I think that the best way is the prevention of the preharvest contamination. When you see the latest (4th) edition of Compendium of corn diseases, Aspergillus flavus was reclassified as mainly of field origin. From the Fusarium spp. this is not new. Most of the wheat and maize genotypes produce toxin contamination proportional with the visual severity, but a changing rate 10-20 % show overproduction or lower toxin rate, governed possibly by other mechanisms. As there are 10-fold or larger differences between genotypes, this can be used for restriction of the susceptible genotypes. This can significantly decrease the toxin pressure. A smaller toxin concentration can be neutralized with a much higher efficacy with a reducing method. When a consequent breeding program is made, you might have a very significant progress at low additional costs.
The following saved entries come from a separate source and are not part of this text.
//! Single-line text entry for the dashboard.

/// A text input field. `cursor` counts characters, not bytes.
#[derive(Clone, Debug, Default)]
pub struct InputField {
    pub value: String,
    pub cursor: usize,
}

impl InputField {
    /// Create an input field with initial text value and the cursor at the end.
    pub fn with_value(value: &str) -> Self {
        Self {
            value: value.to_string(),
            cursor: value.chars().count(),
        }
    }

    fn byte_index(&self, cursor: usize) -> usize {
        self.value
            .char_indices()
            .nth(cursor)
            .map_or(self.value.len(), |(i, _)| i)
    }

    /// Insert a character at the current cursor position.
    pub fn handle_char(&mut self, c: char) {
        let at = self.byte_index(self.cursor);
        self.value.insert(at, c);
        self.cursor += 1;
    }

    /// Delete the character before the cursor.
    pub fn handle_backspace(&mut self) {
        if self.cursor > 0 {
            let at = self.byte_index(self.cursor - 1);
            self.value.remove(at);
            self.cursor -= 1;
        }
    }

    /// Delete the character at the cursor position.
    pub fn handle_delete(&mut self) {
        if self.cursor < self.value.chars().count() {
            let at = self.byte_index(self.cursor);
            self.value.remove(at);
        }
    }

    pub fn move_cursor_left(&mut self) {
        self.cursor = self.cursor.saturating_sub(1);
    }

    pub fn move_cursor_right(&mut self) {
        if self.cursor < self.value.chars().count() {
            self.cursor += 1;
        }
    }
}
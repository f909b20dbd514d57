//! Color constants for the terminal user interface.

use ratatui::style::Color;

use crate::fields::Status;

/// Header and status bar background.
pub const BAR: Color = Color::Rgb(30, 30, 46);
/// Progress gauge fill.
pub const PROGRESS: Color = Color::Rgb(59, 130, 246);
/// Used for destructive confirmations
pub const DARK_RED: Color = Color::Rgb(114, 0, 0);

/// Palette cycled through for category and assignee breakdowns.
pub const CATEGORY_PALETTE: [Color; 6] = [
    Color::Rgb(255, 107, 107),
    Color::Rgb(78, 205, 196),
    Color::Rgb(69, 183, 209),
    Color::Rgb(255, 160, 122),
    Color::Rgb(152, 216, 200),
    Color::Rgb(240, 98, 146),
];

pub const ASSIGNEE_PALETTE: [Color; 6] = [
    Color::Rgb(255, 195, 0),
    Color::Rgb(218, 247, 166),
    Color::Rgb(255, 87, 51),
    Color::Rgb(199, 0, 57),
    Color::Rgb(144, 12, 63),
    Color::Rgb(88, 24, 69),
];

/// Fixed color per workflow status.
pub fn status_color(status: Status) -> Color {
    match status {
        Status::DevPending => Color::Rgb(52, 152, 219),
        Status::DevInProgress => Color::Rgb(46, 204, 113),
        Status::Done => Color::Rgb(241, 196, 15),
        Status::InQa => Color::Rgb(231, 76, 60),
        Status::OnHold => Color::Rgb(155, 89, 182),
        Status::Blocked => Color::Rgb(26, 188, 156),
        Status::Deployed => Color::Rgb(52, 73, 94),
        Status::InIntegration => Color::Rgb(149, 165, 166),
    }
}
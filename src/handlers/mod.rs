// Handlers are split by access tier:
// public (no token) and protected (JWT required, Caller in extensions).
pub mod protected;
pub mod public;

use crate::error::ApiError;

/// Unwrap a required request field, rejecting absent or blank values
pub(crate) fn require<T: Required>(value: Option<T>, field: &str) -> Result<T, ApiError> {
    match value {
        Some(v) if !v.is_blank() => Ok(v),
        _ => Err(ApiError::missing_field(field)),
    }
}

/// Pass an optional update field through, rejecting a present but blank value
pub(crate) fn non_blank<T: Required>(value: Option<T>, field: &str) -> Result<Option<T>, ApiError> {
    match value {
        Some(v) if v.is_blank() => Err(ApiError::blank_field(field)),
        other => Ok(other),
    }
}

pub(crate) trait Required {
    fn is_blank(&self) -> bool {
        false
    }
}

impl Required for String {
    fn is_blank(&self) -> bool {
        self.trim().is_empty()
    }
}

impl Required for i64 {}
impl Required for i32 {}
impl Required for uuid::Uuid {}

#[cfg(test)]
mod tests {
    use super::*;

    #[test]
    fn blank_strings_count_as_missing() {
        assert!(require(Some("  ".to_string()), "username").is_err());
        assert!(require::<String>(None, "username").is_err());
        assert_eq!(require(Some("ada".to_string()), "username").unwrap(), "ada");
    }

    #[test]
    fn optional_fields_may_be_absent_but_not_blank() {
        assert_eq!(non_blank::<String>(None, "email").unwrap(), None);
        assert_eq!(non_blank(Some("a@b.edu".to_string()), "email").unwrap().as_deref(), Some("a@b.edu"));

        let err = non_blank(Some(String::new()), "username").unwrap_err();
        assert_eq!(err.message(), "Field cannot be blank: username");
    }

    #[test]
    fn zero_numbers_are_present() {
        // Range checks belong to the ledger, not to presence checks
        assert_eq!(require(Some(0i64), "amount").unwrap(), 0);
    }
}
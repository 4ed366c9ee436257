use axum::{
    extract::{
        rejection::{JsonRejection, PathRejection, QueryRejection},
        Path, Query, State,
    },
    Extension, Json,
};
use serde::Deserialize;
use uuid::Uuid;

use super::require_admin;
use crate::app::AppState;
use crate::auth::Caller;
use crate::config;
use crate::database::models::{NewProfile, Profile, ProfileUpdate};
use crate::database::{Page, PageQuery, PageRequest};
use crate::error::ApiError;
use crate::handlers::{non_blank, require};
use crate::middleware::{ApiResponse, ApiResult};

#[derive(Debug, Deserialize)]
pub struct ProfileRequest {
    pub academic_program: Option<String>,
    pub graduation_year: Option<i32>,
    pub bio: Option<String>,
    pub linkedin_url: Option<String>,
    pub language_preferences: Option<String>,
    pub cultural_background: Option<String>,
}

impl ProfileRequest {
    fn validate(self) -> Result<NewProfile, ApiError> {
        Ok(NewProfile {
            academic_program: require(self.academic_program, "academic_program")?,
            graduation_year: require(self.graduation_year, "graduation_year")?,
            bio: self.bio,
            linkedin_url: self.linkedin_url,
            language_preferences: self.language_preferences,
            cultural_background: self.cultural_background,
        })
    }

    fn into_update(self) -> Result<ProfileUpdate, ApiError> {
        Ok(ProfileUpdate {
            academic_program: non_blank(self.academic_program, "academic_program")?,
            graduation_year: self.graduation_year,
            bio: self.bio,
            linkedin_url: self.linkedin_url,
            language_preferences: self.language_preferences,
            cultural_background: self.cultural_background,
        })
    }
}

/// GET /profiles (admin)
pub async fn list(
    State(state): State<AppState>,
    Extension(caller): Extension<Caller>,
    query: Result<Query<PageQuery>, QueryRejection>,
) -> ApiResult<Page<Profile>> {
    require_admin(&caller)?;
    let Query(query) = query?;

    let page = PageRequest::from_query(&query, &config::config().api);
    Ok(ApiResponse::success(state.profiles.list(page).await?))
}

/// POST /profiles - the caller's own profile, at most one
pub async fn create(
    State(state): State<AppState>,
    Extension(caller): Extension<Caller>,
    payload: Result<Json<ProfileRequest>, JsonRejection>,
) -> ApiResult<Profile> {
    let Json(request) = payload?;
    let profile = state.profiles.create(caller.user_id, request.validate()?).await?;
    Ok(ApiResponse::created(profile))
}

/// GET /profiles/:id
pub async fn show(
    State(state): State<AppState>,
    path: Result<Path<Uuid>, PathRejection>,
) -> ApiResult<Profile> {
    let Path(id) = path?;
    Ok(ApiResponse::success(state.profiles.get(id).await?))
}

/// PUT /profiles/:id (owner)
pub async fn update(
    State(state): State<AppState>,
    Extension(caller): Extension<Caller>,
    path: Result<Path<Uuid>, PathRejection>,
    payload: Result<Json<ProfileRequest>, JsonRejection>,
) -> ApiResult<Profile> {
    let Path(id) = path?;
    let Json(request) = payload?;
    let update = request.into_update()?;

    let profile = state.profiles.update(id, caller.user_id, update).await?;
    Ok(ApiResponse::success(profile))
}

/// DELETE /profiles/:id (owner)
pub async fn delete(
    State(state): State<AppState>,
    Extension(caller): Extension<Caller>,
    path: Result<Path<Uuid>, PathRejection>,
) -> ApiResult<()> {
    let Path(id) = path?;
    state.profiles.delete(id, caller.user_id).await?;
    Ok(ApiResponse::no_content())
}

#[cfg(test)]
mod tests {
    use super::*;
    use serde_json::json;

    #[test]
    fn graduation_year_is_required() {
        let request: ProfileRequest =
            serde_json::from_value(json!({ "academic_program": "Physics" })).unwrap();
        let err = request.validate().unwrap_err();
        assert_eq!(err.message(), "Missing required field: graduation_year");
    }

    #[test]
    fn update_keeps_program_non_blank() {
        let request: ProfileRequest =
            serde_json::from_value(json!({ "academic_program": "", "bio": "hi" })).unwrap();
        let err = request.into_update().unwrap_err();
        assert_eq!(err.message(), "Field cannot be blank: academic_program");
    }
}
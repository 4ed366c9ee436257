// Endpoints that need no token
pub mod info;
pub mod login;

pub use info::{health, root};
pub use login::login;
use serde::{Deserialize, Serialize};

use crate::config::ApiConfig;

/// Raw `?page=&per_page=` query parameters
#[derive(Debug, Default, Deserialize)]
pub struct PageQuery {
    pub page: Option<u32>,
    pub per_page: Option<u32>,
}

/// Normalized pagination window
#[derive(Debug, Clone, Copy, PartialEq, Eq)]
pub struct PageRequest {
    pub page: u32,
    pub per_page: u32,
}

impl PageRequest {
    /// Clamp the query into `page >= 1` and `1 <= per_page <= max_page_size`
    pub fn from_query(query: &PageQuery, api: &ApiConfig) -> Self {
        let page = query.page.unwrap_or(1).max(1);
        let per_page = query
            .per_page
            .unwrap_or(api.default_page_size)
            .clamp(1, api.max_page_size.max(1));
        Self { page, per_page }
    }

    pub fn limit(&self) -> i64 {
        i64::from(self.per_page)
    }

    pub fn offset(&self) -> i64 {
        i64::from(self.page - 1) * i64::from(self.per_page)
    }
}

#[derive(Debug, Clone, Serialize)]
pub struct Page<T> {
    pub items: Vec<T>,
    pub page: u32,
    pub per_page: u32,
    pub total: i64,
    pub pages: i64,
}

impl<T> Page<T> {
    pub fn new(items: Vec<T>, request: PageRequest, total: i64) -> Self {
        let per_page = i64::from(request.per_page);
        let pages = if total <= 0 { 0 } else { (total + per_page - 1) / per_page };
        Self {
            items,
            page: request.page,
            per_page: request.per_page,
            total,
            pages,
        }
    }
}
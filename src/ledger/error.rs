use thiserror::Error;
use uuid::Uuid;

#[derive(Debug, Error)]
pub enum LedgerError {
    #[error("Invalid amount: {0}")]
    InvalidAmount(i64),

    #[error("Invalid activity type: {0}")]
    InvalidKind(String),

    #[error("Account not found: {0}")]
    AccountNotFound(Uuid),

    #[error("Activity not found: {0}")]
    EntryNotFound(Uuid),

    #[error("Insufficient tokens in account {account_id}: balance {balance}, required {required}")]
    InsufficientBalance {
        account_id: Uuid,
        balance: i64,
        required: i64,
    },

    #[error("Storage failure: {0}")]
    StorageFailure(#[from] sqlx::Error),
}
use axum::{
    http::StatusCode,
    response::{IntoResponse, Json, Response},
};
use serde::Serialize;
use serde_json::json;

/// Wrapper for API responses that adds the success envelope
#[derive(Debug)]
pub struct ApiResponse<T: Serialize> {
    pub data: T,
    pub status_code: StatusCode,
}

impl<T: Serialize> ApiResponse<T> {
    pub fn success(data: T) -> Self {
        Self::with_status(data, StatusCode::OK)
    }

    pub fn with_status(data: T, status_code: StatusCode) -> Self {
        Self { data, status_code }
    }

    pub fn created(data: T) -> Self {
        Self::with_status(data, StatusCode::CREATED)
    }
}

impl ApiResponse<()> {
    /// 204 with an empty body
    pub fn no_content() -> Self {
        Self::with_status((), StatusCode::NO_CONTENT)
    }
}

impl<T: Serialize> IntoResponse for ApiResponse<T> {
    fn into_response(self) -> Response {
        if self.status_code == StatusCode::NO_CONTENT {
            return self.status_code.into_response();
        }

        let data_value = match serde_json::to_value(&self.data) {
            Ok(value) => value,
            Err(e) => {
                tracing::error!("Failed to serialize response data: {}", e);
                return (
                    StatusCode::INTERNAL_SERVER_ERROR,
                    Json(json!({
                        "success": false,
                        "error": "Failed to serialize response data",
                        "code": "INTERNAL_SERVER_ERROR"
                    })),
                )
                    .into_response();
            }
        };

        let envelope = json!({
            "success": true,
            "data": data_value
        });

        (self.status_code, Json(envelope)).into_response()
    }
}

pub type ApiResult<T> = Result<ApiResponse<T>, crate::error::ApiError>;
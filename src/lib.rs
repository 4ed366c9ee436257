pub mod app;
pub mod auth;
pub mod cli;
pub mod config;
pub mod database;
pub mod error;
pub mod handlers;
pub mod ledger;
pub mod middleware;
pub mod services;

#[cfg(test)]
pub mod testing;
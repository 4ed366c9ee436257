pub mod profile_service;
pub mod user_service;

pub use profile_service::ProfileService;
pub use user_service::UserService;

use crate::auth::AuthError;
use crate::database::DatabaseError;

#[derive(Debug, thiserror::Error)]
pub enum ServiceError {
    #[error(transparent)]
    Database(#[from] DatabaseError),

    #[error(transparent)]
    Auth(#[from] AuthError),

    #[error("{0}")]
    Forbidden(String),

    #[error("Background task failed: {0}")]
    Task(#[from] tokio::task::JoinError),
}

impl From<sqlx::Error> for ServiceError {
    fn from(err: sqlx::Error) -> Self {
        ServiceError::Database(DatabaseError::Sqlx(err))
    }
}
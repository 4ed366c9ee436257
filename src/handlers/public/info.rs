use axum::{extract::State, http::StatusCode, response::IntoResponse, Json};
use serde_json::json;

use crate::app::AppState;
use crate::database::DatabaseManager;

/// GET / - service description and endpoint summary
pub async fn root() -> impl IntoResponse {
    Json(json!({
        "success": true,
        "data": {
            "name": "Campus Token API",
            "version": env!("CARGO_PKG_VERSION"),
            "status": "operational",
            "endpoints": {
                "home": "/ (public)",
                "health": "/health (public)",
                "login": "POST /auth/login (public)",
                "me": "GET /auth/me (protected)",
                "users": "/users[/:id] (protected, admin for list/create/delete)",
                "profiles": "/profiles[/:id] (protected, owner for update/delete)",
                "activities": "/activities[/:id] (protected, admin for create/reverse)"
            }
        }
    }))
}

/// GET /health - liveness plus database reachability
pub async fn health(State(state): State<AppState>) -> impl IntoResponse {
    let now = chrono::Utc::now();

    match DatabaseManager::health_check(&state.pool).await {
        Ok(()) => (
            StatusCode::OK,
            Json(json!({
                "success": true,
                "data": {
                    "status": "ok",
                    "timestamp": now,
                    "database": "ok"
                }
            })),
        ),
        Err(e) => {
            tracing::warn!("Health check failed: {}", e);
            (
                StatusCode::SERVICE_UNAVAILABLE,
                Json(json!({
                    "success": false,
                    "error": "database unavailable",
                    "code": "SERVICE_UNAVAILABLE",
                    "data": {
                        "status": "degraded",
                        "timestamp": now,
                        "database": "unreachable"
                    }
                })),
            )
        }
    }
}
pub mod manager;
pub mod models;
pub mod pagination;

pub use manager::{DatabaseError, DatabaseManager};
pub use pagination::{Page, PageQuery, PageRequest};
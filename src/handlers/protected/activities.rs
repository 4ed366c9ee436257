use axum::{
    extract::{
        rejection::{JsonRejection, PathRejection, QueryRejection},
        Path, Query, State,
    },
    Extension, Json,
};
use serde::Deserialize;
use uuid::Uuid;

use super::require_admin;
use crate::app::AppState;
use crate::auth::Caller;
use crate::config;
use crate::database::{Page, PageQuery, PageRequest};
use crate::error::ApiError;
use crate::handlers::require;
use crate::ledger::LedgerEntry;
use crate::middleware::{ApiResponse, ApiResult};

#[derive(Debug, Deserialize)]
pub struct CreateActivityRequest {
    pub user_id: Option<Uuid>,
    pub activity_type: Option<String>,
    pub amount: Option<i64>,
    pub description: Option<String>,
}

/// GET /activities - the caller's own ledger, newest first
pub async fn list(
    State(state): State<AppState>,
    Extension(caller): Extension<Caller>,
    query: Result<Query<PageQuery>, QueryRejection>,
) -> ApiResult<Page<LedgerEntry>> {
    let Query(query) = query?;
    let page = PageRequest::from_query(&query, &config::config().api);

    let entries = state.ledger.list_entries(caller.user_id, page).await?;
    Ok(ApiResponse::success(entries))
}

/// GET /activities/:id - only entries on the caller's own account
pub async fn show(
    State(state): State<AppState>,
    Extension(caller): Extension<Caller>,
    path: Result<Path<Uuid>, PathRejection>,
) -> ApiResult<LedgerEntry> {
    let Path(id) = path?;
    let entry = state.ledger.find_entry(caller.user_id, id).await?;
    Ok(ApiResponse::success(entry))
}

/// POST /activities - credit or debit a user's balance (admin)
pub async fn create(
    State(state): State<AppState>,
    Extension(caller): Extension<Caller>,
    payload: Result<Json<CreateActivityRequest>, JsonRejection>,
) -> ApiResult<LedgerEntry> {
    let admin = require_admin(&caller)?;
    let Json(request) = payload?;

    let user_id = require(request.user_id, "user_id")?;
    let activity_type = require(request.activity_type, "activity_type")?;
    let amount = require(request.amount, "amount")?;
    // Present but possibly empty
    let description = request
        .description
        .ok_or_else(|| ApiError::missing_field("description"))?;

    let entry = state
        .ledger
        .apply_entry(&admin, user_id, &activity_type, amount, description)
        .await?;
    Ok(ApiResponse::created(entry))
}

/// DELETE /activities/:id - reverse an entry (admin)
pub async fn reverse(
    State(state): State<AppState>,
    Extension(caller): Extension<Caller>,
    path: Result<Path<Uuid>, PathRejection>,
) -> ApiResult<()> {
    let admin = require_admin(&caller)?;
    let Path(id) = path?;

    state.ledger.reverse_entry(&admin, id).await?;
    Ok(ApiResponse::no_content())
}
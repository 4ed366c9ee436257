mod common;

use anyhow::Result;
use campus_token_api::auth::{issue_token, Role};
use campus_token_api::config::SecurityConfig;
use reqwest::StatusCode;
use serde_json::{json, Value};
use uuid::Uuid;

#[tokio::test]
async fn protected_routes_require_a_token() -> Result<()> {
    let server = common::ensure_server().await?;
    let client = reqwest::Client::new();

    for path in ["/auth/me", "/users", "/profiles", "/activities"] {
        let res = client.get(server.url(path)).send().await?;
        assert_eq!(res.status(), StatusCode::UNAUTHORIZED, "{path}");

        let body: Value = res.json().await?;
        assert_eq!(body["success"], false);
        assert_eq!(body["code"], "UNAUTHORIZED");
        assert_eq!(body["error"], "Missing Authorization header");
    }
    Ok(())
}

#[tokio::test]
async fn malformed_and_forged_tokens_are_rejected() -> Result<()> {
    let server = common::ensure_server().await?;
    let client = reqwest::Client::new();

    let res = client
        .get(server.url("/activities"))
        .header("Authorization", "Token abc")
        .send()
        .await?;
    assert_eq!(res.status(), StatusCode::UNAUTHORIZED);

    let res = client
        .get(server.url("/activities"))
        .bearer_auth("not.a.jwt")
        .send()
        .await?;
    assert_eq!(res.status(), StatusCode::UNAUTHORIZED);

    // Signed with a different secret
    let other = SecurityConfig {
        jwt_secret: "someone-elses-secret".into(),
        jwt_expiry_hours: 1,
        bcrypt_cost: 4,
        enable_cors: false,
        cors_origins: vec![],
    };
    let (forged, _) = issue_token(&other, Uuid::new_v4(), "mallory", Role::Admin)?;
    let res = client
        .post(server.url("/activities"))
        .bearer_auth(forged)
        .json(&json!({ "user_id": Uuid::new_v4(), "activity_type": "CREDIT", "amount": 5, "description": "x" }))
        .send()
        .await?;
    assert_eq!(res.status(), StatusCode::UNAUTHORIZED);
    Ok(())
}

#[tokio::test]
async fn admin_only_routes_refuse_regular_users() -> Result<()> {
    let server = common::ensure_server().await?;
    let client = reqwest::Client::new();
    let token = common::user_token()?;

    let res = client.get(server.url("/users")).bearer_auth(&token).send().await?;
    assert_eq!(res.status(), StatusCode::FORBIDDEN);

    let res = client.get(server.url("/profiles")).bearer_auth(&token).send().await?;
    assert_eq!(res.status(), StatusCode::FORBIDDEN);

    let res = client
        .delete(server.url(&format!("/users/{}", Uuid::new_v4())))
        .bearer_auth(&token)
        .send()
        .await?;
    assert_eq!(res.status(), StatusCode::FORBIDDEN);

    let res = client
        .post(server.url("/users"))
        .bearer_auth(&token)
        .json(&json!({ "username": "eve" }))
        .send()
        .await?;
    assert_eq!(res.status(), StatusCode::FORBIDDEN);

    let body: Value = res.json().await?;
    assert_eq!(body["code"], "FORBIDDEN");
    Ok(())
}

#[tokio::test]
async fn users_cannot_update_other_accounts() -> Result<()> {
    let server = common::ensure_server().await?;
    let client = reqwest::Client::new();
    let token = common::user_token()?;

    let res = client
        .put(server.url(&format!("/users/{}", Uuid::new_v4())))
        .bearer_auth(&token)
        .json(&json!({ "first_name": "Mallory" }))
        .send()
        .await?;
    assert_eq!(res.status(), StatusCode::FORBIDDEN);
    Ok(())
}

#[tokio::test]
async fn login_validates_its_body() -> Result<()> {
    let server = common::ensure_server().await?;
    let client = reqwest::Client::new();

    let res = client.post(server.url("/auth/login")).send().await?;
    assert_eq!(res.status(), StatusCode::BAD_REQUEST);
    let body: Value = res.json().await?;
    assert_eq!(body["code"], "INVALID_JSON");

    let res = client
        .post(server.url("/auth/login"))
        .json(&json!({ "username": "ada" }))
        .send()
        .await?;
    assert_eq!(res.status(), StatusCode::BAD_REQUEST);
    let body: Value = res.json().await?;
    assert_eq!(body["code"], "VALIDATION_ERROR");
    assert_eq!(body["field_errors"]["password"], "This field is required");
    Ok(())
}
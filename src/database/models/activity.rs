use chrono::{DateTime, Utc};
use sqlx::FromRow;
use uuid::Uuid;

use crate::ledger::{LedgerEntry, LedgerError};

pub const ACTIVITY_COLUMNS: &str = "id, user_id, activity_type, amount, description, created_at";

/// Row of `token_activities`, the stored form of a ledger entry
#[derive(Debug, Clone, FromRow)]
pub struct ActivityRow {
    pub id: Uuid,
    pub user_id: Uuid,
    pub activity_type: String,
    pub amount: i64,
    pub description: String,
    pub created_at: DateTime<Utc>,
}

impl TryFrom<ActivityRow> for LedgerEntry {
    type Error = LedgerError;

    fn try_from(row: ActivityRow) -> Result<Self, Self::Error> {
        Ok(LedgerEntry {
            id: row.id,
            account_id: row.user_id,
            kind: row.activity_type.parse()?,
            amount: row.amount,
            description: row.description,
            created_at: row.created_at,
        })
    }
}
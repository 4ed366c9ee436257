use chrono::{DateTime, Utc};
use serde::{Deserialize, Serialize};
use std::fmt;
use std::str::FromStr;
use uuid::Uuid;

use super::error::LedgerError;

#[derive(Debug, Clone, Copy, PartialEq, Eq, Serialize, Deserialize)]
#[serde(rename_all = "UPPERCASE")]
pub enum ActivityKind {
    Credit,
    Debit,
}

impl ActivityKind {
    pub fn as_str(&self) -> &'static str {
        match self {
            ActivityKind::Credit => "CREDIT",
            ActivityKind::Debit => "DEBIT",
        }
    }

    /// Balance after an entry of this kind is applied
    pub fn apply(&self, account: &Account, amount: i64) -> Result<i64, LedgerError> {
        match self {
            ActivityKind::Credit => account.credited(amount),
            ActivityKind::Debit => account.debited(amount),
        }
    }

    /// Balance after an entry of this kind is undone
    pub fn reverse(&self, account: &Account, amount: i64) -> Result<i64, LedgerError> {
        match self {
            ActivityKind::Credit => account.debited(amount),
            ActivityKind::Debit => account.credited(amount),
        }
    }
}

impl fmt::Display for ActivityKind {
    fn fmt(&self, f: &mut fmt::Formatter<'_>) -> fmt::Result {
        f.write_str(self.as_str())
    }
}

impl FromStr for ActivityKind {
    type Err = LedgerError;

    fn from_str(s: &str) -> Result<Self, Self::Err> {
        match s {
            "CREDIT" => Ok(ActivityKind::Credit),
            "DEBIT" => Ok(ActivityKind::Debit),
            other => Err(LedgerError::InvalidKind(other.to_string())),
        }
    }
}

/// Token balance of a single user. The id is the owning user's id.
#[derive(Debug, Clone, Copy, PartialEq, Eq, Serialize)]
pub struct Account {
    pub id: Uuid,
    pub balance: i64,
}

impl Account {
    fn credited(&self, amount: i64) -> Result<i64, LedgerError> {
        self.balance
            .checked_add(amount)
            .ok_or(LedgerError::InvalidAmount(amount))
    }

    fn debited(&self, amount: i64) -> Result<i64, LedgerError> {
        if self.balance < amount {
            return Err(LedgerError::InsufficientBalance {
                account_id: self.id,
                balance: self.balance,
                required: amount,
            });
        }
        Ok(self.balance - amount)
    }
}

#[derive(Debug, Clone, PartialEq, Eq, Serialize)]
pub struct LedgerEntry {
    pub id: Uuid,
    #[serde(rename = "user_id")]
    pub account_id: Uuid,
    #[serde(rename = "activity_type")]
    pub kind: ActivityKind,
    pub amount: i64,
    pub description: String,
    pub created_at: DateTime<Utc>,
}

/// Validated entry waiting to be persisted
#[derive(Debug, Clone)]
pub struct NewLedgerEntry {
    pub id: Uuid,
    pub account_id: Uuid,
    pub kind: ActivityKind,
    pub amount: i64,
    pub description: String,
}

impl NewLedgerEntry {
    pub fn new(account_id: Uuid, kind: ActivityKind, amount: i64, description: String) -> Self {
        Self {
            id: Uuid::new_v4(),
            account_id,
            kind,
            amount,
            description,
        }
    }
}
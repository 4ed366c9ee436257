use async_trait::async_trait;
use uuid::Uuid;

use super::entity::{Account, LedgerEntry, NewLedgerEntry};
use super::error::LedgerError;
use crate::database::pagination::{Page, PageRequest};

/// Persistence seam of the ledger. Every mutation happens inside a session
/// obtained from `begin`, which is committed or rolled back exactly once.
#[async_trait]
pub trait LedgerStore: Send + Sync {
    type Session: LedgerSession;

    async fn begin(&self) -> Result<Self::Session, LedgerError>;

    async fn list_entries(
        &self,
        account_id: Uuid,
        page: PageRequest,
    ) -> Result<Page<LedgerEntry>, LedgerError>;

    async fn find_entry(
        &self,
        account_id: Uuid,
        entry_id: Uuid,
    ) -> Result<Option<LedgerEntry>, LedgerError>;
}

/// A single unit of work. Dropping a session without committing discards it.
#[async_trait]
pub trait LedgerSession: Send {
    /// Load the account and hold it until the session ends
    async fn lock_account(&mut self, account_id: Uuid) -> Result<Option<Account>, LedgerError>;

    /// Owning account of an entry, read without taking a lock
    async fn entry_account(&mut self, entry_id: Uuid) -> Result<Option<Uuid>, LedgerError>;

    /// Load the entry and hold it until the session ends
    async fn lock_entry(&mut self, entry_id: Uuid) -> Result<Option<LedgerEntry>, LedgerError>;

    async fn insert_entry(&mut self, entry: NewLedgerEntry) -> Result<LedgerEntry, LedgerError>;

    async fn delete_entry(&mut self, entry_id: Uuid) -> Result<(), LedgerError>;

    async fn set_balance(&mut self, account_id: Uuid, balance: i64) -> Result<(), LedgerError>;

    async fn commit(self) -> Result<(), LedgerError>;

    async fn rollback(self) -> Result<(), LedgerError>;
}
Greetings, and I wish you a successful application.
A. Mesterhazy
We would have to prevent our animal from fungus growth feed. It cause huge problem to milking animal .toxicity having harm effect on animal. We must use toxin binder on daily basis to prevent Rumen and intestinal toxicity
Agreed with Akos above.
After proposing preharvest interventions (https://doi: 10.3389/fmicb.2019.02528), the authors have taken the approach to improve feed quality (https://doi.org/10.3390/toxins11100565). Both of these approaches were published in this forum. Regarding field fungus like Fusarium, similar preventive approaches need to be pursued. Downstream maintenance of value chain would further require maintenance of moisture to avoid insect infestation and nutrient losses. Even fortified foods/feeds lose nutrients at high moisture content. Until above approaches are used, mycotoxin absorbents should be continued.